* _Your goal_
Among the records that follow, find the line with "if let Some(created)" and the line with "self.blocks.retain(|id, _| live.contains(id));". Set down those lines and all lines between them exactly, without adding anything.

Stored items:
● ● ● ●
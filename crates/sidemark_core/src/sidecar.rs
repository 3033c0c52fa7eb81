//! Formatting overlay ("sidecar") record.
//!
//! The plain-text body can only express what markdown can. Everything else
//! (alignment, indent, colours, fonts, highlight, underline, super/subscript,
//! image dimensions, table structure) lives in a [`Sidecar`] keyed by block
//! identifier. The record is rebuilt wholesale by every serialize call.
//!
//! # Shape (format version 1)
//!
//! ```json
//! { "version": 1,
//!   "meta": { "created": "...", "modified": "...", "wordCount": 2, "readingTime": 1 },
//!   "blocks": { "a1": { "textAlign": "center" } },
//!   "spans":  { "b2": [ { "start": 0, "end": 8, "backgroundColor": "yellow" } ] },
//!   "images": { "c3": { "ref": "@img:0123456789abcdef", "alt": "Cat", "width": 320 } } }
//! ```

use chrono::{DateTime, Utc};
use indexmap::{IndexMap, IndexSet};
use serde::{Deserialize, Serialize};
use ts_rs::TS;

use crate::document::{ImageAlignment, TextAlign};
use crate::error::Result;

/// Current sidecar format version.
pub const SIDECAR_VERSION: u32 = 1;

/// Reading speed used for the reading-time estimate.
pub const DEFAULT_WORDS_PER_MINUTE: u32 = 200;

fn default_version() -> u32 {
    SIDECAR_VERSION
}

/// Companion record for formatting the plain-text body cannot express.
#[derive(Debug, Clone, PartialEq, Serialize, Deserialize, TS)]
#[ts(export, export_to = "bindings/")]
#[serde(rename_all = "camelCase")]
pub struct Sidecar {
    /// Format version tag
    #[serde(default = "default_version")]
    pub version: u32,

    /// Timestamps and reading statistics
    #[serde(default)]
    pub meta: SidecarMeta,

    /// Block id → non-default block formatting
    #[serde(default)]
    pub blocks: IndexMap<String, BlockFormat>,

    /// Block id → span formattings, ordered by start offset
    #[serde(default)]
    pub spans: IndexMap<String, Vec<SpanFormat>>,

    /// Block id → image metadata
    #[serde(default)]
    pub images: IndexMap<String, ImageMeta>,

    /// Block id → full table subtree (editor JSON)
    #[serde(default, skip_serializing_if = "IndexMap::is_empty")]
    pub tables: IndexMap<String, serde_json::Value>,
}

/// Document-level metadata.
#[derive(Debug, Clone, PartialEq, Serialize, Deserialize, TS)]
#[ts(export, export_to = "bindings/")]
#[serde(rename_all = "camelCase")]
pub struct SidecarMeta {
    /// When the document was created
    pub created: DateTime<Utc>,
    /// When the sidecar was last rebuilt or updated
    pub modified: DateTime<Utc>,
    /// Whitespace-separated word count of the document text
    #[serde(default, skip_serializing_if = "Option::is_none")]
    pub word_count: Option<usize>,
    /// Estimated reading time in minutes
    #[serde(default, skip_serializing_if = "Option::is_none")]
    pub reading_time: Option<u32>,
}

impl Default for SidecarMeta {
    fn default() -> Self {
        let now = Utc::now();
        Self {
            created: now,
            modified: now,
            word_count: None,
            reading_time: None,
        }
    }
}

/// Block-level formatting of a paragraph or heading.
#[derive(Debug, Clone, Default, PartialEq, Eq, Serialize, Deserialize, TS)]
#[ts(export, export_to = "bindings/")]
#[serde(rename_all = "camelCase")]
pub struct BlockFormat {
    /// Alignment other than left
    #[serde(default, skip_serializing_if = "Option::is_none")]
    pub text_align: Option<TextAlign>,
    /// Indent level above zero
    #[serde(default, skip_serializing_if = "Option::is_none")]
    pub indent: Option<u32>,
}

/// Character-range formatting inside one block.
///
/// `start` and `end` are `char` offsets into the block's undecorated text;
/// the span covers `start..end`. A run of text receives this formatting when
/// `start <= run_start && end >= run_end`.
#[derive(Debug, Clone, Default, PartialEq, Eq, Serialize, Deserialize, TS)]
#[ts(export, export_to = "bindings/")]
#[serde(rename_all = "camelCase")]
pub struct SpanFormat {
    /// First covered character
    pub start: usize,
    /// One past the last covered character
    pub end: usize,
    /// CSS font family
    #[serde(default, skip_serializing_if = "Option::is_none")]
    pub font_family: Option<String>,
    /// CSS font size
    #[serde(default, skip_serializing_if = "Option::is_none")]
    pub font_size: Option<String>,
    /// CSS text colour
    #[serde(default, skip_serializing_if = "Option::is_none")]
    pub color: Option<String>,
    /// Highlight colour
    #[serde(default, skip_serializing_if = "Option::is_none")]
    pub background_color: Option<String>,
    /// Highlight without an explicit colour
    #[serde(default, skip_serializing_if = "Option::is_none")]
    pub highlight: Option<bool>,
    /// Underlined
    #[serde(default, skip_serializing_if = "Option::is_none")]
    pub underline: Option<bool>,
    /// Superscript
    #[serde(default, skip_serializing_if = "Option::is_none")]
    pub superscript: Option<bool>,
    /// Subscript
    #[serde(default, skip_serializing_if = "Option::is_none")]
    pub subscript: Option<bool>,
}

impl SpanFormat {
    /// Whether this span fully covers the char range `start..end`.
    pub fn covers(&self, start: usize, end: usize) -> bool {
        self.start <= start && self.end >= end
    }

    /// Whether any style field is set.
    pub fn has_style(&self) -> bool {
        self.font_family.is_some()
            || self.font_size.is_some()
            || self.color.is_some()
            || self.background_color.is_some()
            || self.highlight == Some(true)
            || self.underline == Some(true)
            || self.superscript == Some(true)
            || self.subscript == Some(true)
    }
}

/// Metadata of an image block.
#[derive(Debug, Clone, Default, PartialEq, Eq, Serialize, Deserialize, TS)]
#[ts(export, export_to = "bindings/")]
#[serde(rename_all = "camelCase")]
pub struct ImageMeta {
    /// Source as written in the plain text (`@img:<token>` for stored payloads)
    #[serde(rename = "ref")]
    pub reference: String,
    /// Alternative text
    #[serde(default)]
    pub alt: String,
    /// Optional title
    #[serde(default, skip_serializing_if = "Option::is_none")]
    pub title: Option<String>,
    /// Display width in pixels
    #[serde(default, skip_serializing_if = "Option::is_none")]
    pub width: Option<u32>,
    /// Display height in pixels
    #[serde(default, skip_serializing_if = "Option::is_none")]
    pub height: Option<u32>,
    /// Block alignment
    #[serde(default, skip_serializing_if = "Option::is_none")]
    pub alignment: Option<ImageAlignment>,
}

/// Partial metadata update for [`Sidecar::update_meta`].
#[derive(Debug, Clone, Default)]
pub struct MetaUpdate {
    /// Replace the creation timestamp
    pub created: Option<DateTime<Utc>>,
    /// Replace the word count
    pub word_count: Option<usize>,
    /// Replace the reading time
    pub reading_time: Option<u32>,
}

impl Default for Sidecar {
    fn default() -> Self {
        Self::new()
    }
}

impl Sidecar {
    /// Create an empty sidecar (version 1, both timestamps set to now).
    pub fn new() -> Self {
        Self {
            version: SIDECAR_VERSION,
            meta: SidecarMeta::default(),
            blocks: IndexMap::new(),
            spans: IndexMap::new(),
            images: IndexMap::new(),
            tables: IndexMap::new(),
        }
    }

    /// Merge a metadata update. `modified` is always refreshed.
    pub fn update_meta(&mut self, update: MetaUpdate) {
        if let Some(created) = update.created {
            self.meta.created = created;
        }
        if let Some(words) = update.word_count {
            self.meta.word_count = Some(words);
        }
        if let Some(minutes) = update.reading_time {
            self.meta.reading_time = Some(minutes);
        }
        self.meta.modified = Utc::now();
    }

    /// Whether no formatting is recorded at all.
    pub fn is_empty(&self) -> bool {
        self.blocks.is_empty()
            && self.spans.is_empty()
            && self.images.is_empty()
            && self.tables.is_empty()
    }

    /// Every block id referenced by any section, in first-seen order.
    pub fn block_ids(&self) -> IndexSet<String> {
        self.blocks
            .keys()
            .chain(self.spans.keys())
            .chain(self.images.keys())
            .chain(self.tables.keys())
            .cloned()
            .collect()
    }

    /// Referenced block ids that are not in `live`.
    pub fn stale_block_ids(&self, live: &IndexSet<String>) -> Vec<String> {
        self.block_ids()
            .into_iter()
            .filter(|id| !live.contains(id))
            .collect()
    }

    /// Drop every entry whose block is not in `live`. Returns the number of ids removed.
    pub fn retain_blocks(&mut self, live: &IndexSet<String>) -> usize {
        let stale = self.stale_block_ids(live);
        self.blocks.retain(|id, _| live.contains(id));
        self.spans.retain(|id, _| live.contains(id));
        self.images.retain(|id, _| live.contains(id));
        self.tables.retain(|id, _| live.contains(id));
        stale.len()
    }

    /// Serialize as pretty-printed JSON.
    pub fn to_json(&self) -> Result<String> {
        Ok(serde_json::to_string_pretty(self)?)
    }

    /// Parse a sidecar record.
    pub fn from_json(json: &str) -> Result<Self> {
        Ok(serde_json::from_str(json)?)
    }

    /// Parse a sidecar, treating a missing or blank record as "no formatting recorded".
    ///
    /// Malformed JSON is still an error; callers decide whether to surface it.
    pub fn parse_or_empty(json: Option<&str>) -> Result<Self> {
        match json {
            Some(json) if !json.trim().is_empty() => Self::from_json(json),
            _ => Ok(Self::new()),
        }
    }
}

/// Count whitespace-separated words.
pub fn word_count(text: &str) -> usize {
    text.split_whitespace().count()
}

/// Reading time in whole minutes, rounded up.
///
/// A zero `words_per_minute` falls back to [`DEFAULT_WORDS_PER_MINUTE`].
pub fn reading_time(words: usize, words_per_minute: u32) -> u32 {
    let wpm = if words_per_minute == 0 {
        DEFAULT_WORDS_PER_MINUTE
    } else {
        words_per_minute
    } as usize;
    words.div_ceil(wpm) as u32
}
● ● ● ●
* _Task answer_
        if let Some(created) = update.created {
            self.meta.created = created;
        }
        if let Some(words) = update.word_count {
            self.meta.word_count = Some(words);
        }
        if let Some(minutes) = update.reading_time {
            self.meta.reading_time = Some(minutes);
        }
        self.meta.modified = Utc::now();
    }

    /// Whether no formatting is recorded at all.
    pub fn is_empty(&self) -> bool {
        self.blocks.is_empty()
            && self.spans.is_empty()
            && self.images.is_empty()
            && self.tables.is_empty()
    }

    /// Every block id referenced by any section, in first-seen order.
    pub fn block_ids(&self) -> IndexSet<String> {
        self.blocks
            .keys()
            .chain(self.spans.keys())
            .chain(self.images.keys())
            .chain(self.tables.keys())
            .cloned()
            .collect()
    }

    /// Referenced block ids that are not in `live`.
    pub fn stale_block_ids(&self, live: &IndexSet<String>) -> Vec<String> {
        self.block_ids()
            .into_iter()
            .filter(|id| !live.contains(id))
            .collect()
    }

    /// Drop every entry whose block is not in `live`. Returns the number of ids removed.
    pub fn retain_blocks(&mut self, live: &IndexSet<String>) -> usize {
        let stale = self.stale_block_ids(live);
        self.blocks.retain(|id, _| live.contains(id));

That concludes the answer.